Is it safe for solo travellers from India? Paramaribo and Georgetown have ordinary urban crime, mostly opportunistic theft. I felt safe walking the historic centres in daylight and taking taxis after dark. Avoid Albouystown and Tiger Bay in Georgetown at night. French Guiana is statistically safer.

Do I need a guide in the interior? For Kaieteur and Iwokrama, yes, a licensed operator is required by Guyana's protected areas rules. For Saramaccan Maroon villages, yes, you cannot just turn up. For Brownsberg you can self drive with a 4x4.

Will my Indian rupees work? No. Carry USD cash and use ATMs in the capitals. The State Bank of India has a branch in Paramaribo, which makes wire transfers simple.

Can I drink the tap water? Paramaribo and Georgetown city tap water is treated but I stuck to bottled water. In the interior I used a Grayl filter bottle.

Will it be too hot for Indians? Coastal humidity is high, around 80 percent, with daytime highs of 31 degrees. The interior rainforest is cooler and rainier. Anyone used to a Chennai or Kolkata summer will find this comfortable.

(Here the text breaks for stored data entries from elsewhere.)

/// Errors reported by an [`EnvironStore`](crate::EnvironStore) or an
/// [`EnvironsSource`](crate::EnvironsSource).
#[derive(thiserror::Error, Debug, Clone, PartialEq, Eq)]
pub enum StoreError {
    /// There is no stored data for the requested name.
    #[error("{0} not found")]
    NotFound(String),

    /// The storage backend failed for some other reason.
    #[error("store error: {0}")]
    Backend(String),
}

impl StoreError {
    /// Check if the error means "nothing stored" rather than a real failure.
    pub fn is_not_found(&self) -> bool {
        matches!(self, StoreError::NotFound(_))
    }
}

/// Represents `ctrlplane-connect` specific errors.
#[derive(thiserror::Error, Debug, Clone, PartialEq, Eq)]
pub enum Error {
    /// Neither cached endpoint nor configuration exists for the environment.
    #[error("{0} not found")]
    NotFound(String),

    /// Empty environment name was requested and no default one is configured.
    #[error("no default environment found")]
    NoDefaultEnvironment,

    /// Credentials are missing or were rejected by the controller.
    #[error("unauthorized: {0}")]
    Unauthorized(String),

    /// Transport level failure while opening the API connection.
    #[error("cannot connect to API: {0}")]
    ConnectFailed(String),

    /// Environment configuration can't be used to construct an environment.
    #[error("invalid environment configuration: {0}")]
    InvalidConfig(String),

    /// Provider environment failed to construct or to report its endpoint.
    #[error("environment error: {0}")]
    Environ(String),

    /// Environment storage failed.
    #[error("Store error: {0}")]
    Store(
        #[source]
        #[from]
        StoreError,
    ),

    /// Connection settings cache couldn't be updated.
    ///
    /// Never returned from a connect, only logged.
    #[error("cannot cache API connection settings: {0}")]
    CacheWriteFailed(#[source] StoreError),

    /// Caller isn't allowed to use the requested facade method.
    #[error("permission denied")]
    PermissionDenied,

    /// Malformed entity tag.
    #[error("\"{0}\" is not a valid tag")]
    InvalidTag(String),
}

/// Outcome of a single strategy which didn't produce a connection.
#[derive(Debug, Clone, PartialEq, Eq)]
pub(crate) enum AttemptError {
    /// Strategy observed the stop signal before it finished.
    Aborted,
    /// Strategy failed for real.
    Failed(Error),
}

impl From<Error> for AttemptError {
    fn from(value: Error) -> Self {
        AttemptError::Failed(value)
    }
}

impl From<AttemptError> for Error {
    fn from(value: AttemptError) -> Self {
        match value {
            AttemptError::Aborted => {
                unreachable!("aborted attempts are never reported, looks like a BUG!")
            }
            AttemptError::Failed(err) => err,
        }
    }
}
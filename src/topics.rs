//! Topic provisioning

use crate::error::{Error, Result};
use crate::phase::Phase;
use crate::preset::TopicConfig;
use crate::probe::{wait_until_ready, ProbeFailure};
use futures::future::join_all;
use std::collections::HashSet;
use std::time::Duration;
use testbed_kafka::{BrokerClient, ClientError, ClusterMetadata, TopicCreation};
use tokio::time::Instant;
use tracing::{debug, info, warn};

const METADATA_REQUEST_TIMEOUT: Duration = Duration::from_secs(5);

/// Create every topic, then wait until the broker reports each one with its
/// full partition count and a leader for every partition.
///
/// Creation requests run concurrently and all of them finish before this
/// returns. A topic that already exists is accepted only when its partition
/// count matches the requested one. Transient broker errors are retried until
/// `deadline`.
pub async fn provision_topics(
    client: &dyn BrokerClient,
    topics: &[TopicConfig],
    deadline: Instant,
    interval: Duration,
) -> Result<()> {
    if topics.is_empty() {
        debug!("No topics to create");
        return Ok(());
    }

    let outcomes = join_all(
        topics
            .iter()
            .map(|topic| create_topic(client, topic, deadline, interval)),
    )
    .await;

    let mut preexisting = HashSet::new();
    for (topic, outcome) in topics.iter().zip(outcomes) {
        match outcome? {
            TopicCreation::Created => info!(
                "Created topic '{}' with {} partition(s)",
                topic.topic, topic.num_partitions
            ),
            TopicCreation::AlreadyExists => {
                warn!("Topic '{}' already exists", topic.topic);
                preexisting.insert(topic.topic.as_str());
            }
        }
    }

    wait_until_ready("topics", deadline, interval, || async {
        let remaining = deadline.saturating_duration_since(Instant::now());
        let metadata = client
            .fetch_metadata(remaining.min(METADATA_REQUEST_TIMEOUT))
            .await?;
        check_topics(&metadata, topics, &preexisting)
    })
    .await
    .map_err(|e| {
        e.into_error(Phase::ProvisioningTopics, |reason| Error::Provisioning {
            topic: topic_list(topics),
            reason,
        })
    })
}

async fn create_topic(
    client: &dyn BrokerClient,
    topic: &TopicConfig,
    deadline: Instant,
    interval: Duration,
) -> Result<TopicCreation> {
    let target = format!("topic '{}'", topic.topic);
    wait_until_ready(&target, deadline, interval, || async {
        client
            .create_topic(&topic.topic, topic.num_partitions)
            .await
            .map_err(ProbeFailure::from)
    })
    .await
    .map_err(|e| {
        e.into_error(Phase::ProvisioningTopics, |reason| Error::Provisioning {
            topic: topic.topic.clone(),
            reason,
        })
    })
}

/// Transient while any topic is missing or still electing leaders, fatal when
/// a preexisting topic has the wrong partition count.
fn check_topics(
    metadata: &ClusterMetadata,
    topics: &[TopicConfig],
    preexisting: &HashSet<&str>,
) -> std::result::Result<(), ProbeFailure> {
    for wanted in topics {
        let Some(actual) = metadata.topic(&wanted.topic) else {
            return Err(ProbeFailure::Transient(format!(
                "topic '{}' not in metadata yet",
                wanted.topic
            )));
        };

        let expected = wanted.num_partitions as usize;
        let count = actual.partition_count();
        if count != expected && count > 0 && preexisting.contains(wanted.topic.as_str()) {
            return Err(ProbeFailure::Fatal(format!(
                "topic '{}' already exists with {} partition(s), expected {}",
                wanted.topic, count, expected
            )));
        }

        if count != expected || !actual.is_available() {
            return Err(ProbeFailure::Transient(format!(
                "topic '{}' has {}/{} partition(s) with leaders",
                wanted.topic,
                actual.partitions.iter().filter(|p| p.leader >= 0).count(),
                expected
            )));
        }
    }
    Ok(())
}

fn topic_list(topics: &[TopicConfig]) -> String {
    topics
        .iter()
        .map(|t| t.topic.as_str())
        .collect::<Vec<_>>()
        .join(", ")
}

/// Delete topics one by one; the first failure stops the sequence.
pub async fn delete_topics(
    client: &dyn BrokerClient,
    topics: &[&str],
) -> std::result::Result<(), ClientError> {
    for topic in topics {
        client.delete_topic(topic).await?;
        info!("Deleted topic '{}'", topic);
    }
    Ok(())
}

Is the food vegetarian friendly? Yes, surprisingly so. The Hindustani influence means every restaurant has dal, channa, aloo, bhindi, and sada roti. Indian vegetarians will eat very well in both Suriname and Guyana.

Do I need yellow fever proof? Yes, both Suriname and Guyana require a yellow fever certificate if you arrive from a country with risk of transmission, which includes onward connections through Brazil, Panama or Ethiopia. Carry the yellow card.

How is internet? 4G is reliable in Paramaribo and Georgetown. Digicel and Telesur both sell tourist SIMs for under USD 15 with 10 GB. In the interior expect no signal beyond village wifi.

Pre Trip Preparation Checklist

  • Apply Suriname eVisa online, free, seven working days
  • Apply Guyana eVisa, USD 50, ten working days
  • Apply French Schengen if visiting French Guiana, EUR 90
  • Yellow fever vaccination at least ten days before departure
  • Start malaria prophylaxis (doxycycline or atovaquone) two days before interior travel
  • Hepatitis A, typhoid, tetanus boosters
  • Travel insurance with medevac (interior rescue can cost USD 15,000)
  • Universal plug adapter Type A, B, C, F, G
  • Power bank, since interior lodges run generators only at night
  • DEET 30 percent or picaridin repellent
  • Long sleeves and trousers for the rainforest
  • Quick dry hiking shoes plus rubber sandals
  • Hard copy of passport, yellow card, insurance, in three places
  • USD 600 to 800 in clean small bills

Related Reading on the Site

  • French Caribbean Heritage Guide: Martinique, Guadeloupe and the Creole Atlantic
  • Indian Indentured Diaspora Trails: Mauritius, Fiji, Trinidad and Surinam
  • Amazon Rainforest Lodge Comparison: Peru, Brazil, Bolivia, Guyana, Suriname
  • UNESCO Wooden Architecture Around the World: From Bryggen to Paramaribo
  • Highest Waterfalls of the World Ranked: Angel, Tugela, Olo'upena, Kaieteur
  • Five Easiest Visa-Free South America Trips from India in 2026

External References

  1. UNESCO World Heritage Centre, Historic Inner City of Paramaribo, inscribed 2002, whc.unesco.org/en/list/940
  2. UNESCO Representative List of the Intangible Cultural Heritage, Saramaka oral traditions, inscribed 2003, ich.unesco.org
  3. UNESCO World Heritage Centre, Central Suriname Nature Reserve, inscribed 2000, whc.unesco.org/en/list/1017
  4. Wikivoyage, Guyana and Suriname country pages, en.wikivoyage.org
  5. Wikipedia, Kaieteur Falls and Iles du Salut entries, en.wikipedia.org

Final Thoughts

The Three Guianas reward the traveller who slows down. Flight times are long, visa paperwork is double the South American norm, and the interior demands a guide. In return you get a Dutch wooden city where Hindus, Muslims, Jews and Christians have shared a single street since 1735, a waterfall that drops 226 metres in one piece, a 360,000 hectare research rainforest, the world's best rum, the tallest wooden cathedral, the longest sea wall, an active spaceport, and the ruined island where Papillon plotted his escape.


Last updated 2026-05-18. Prices, rates, and visa fees are accurate as of writing and may change. Verify with official government and operator websites before booking.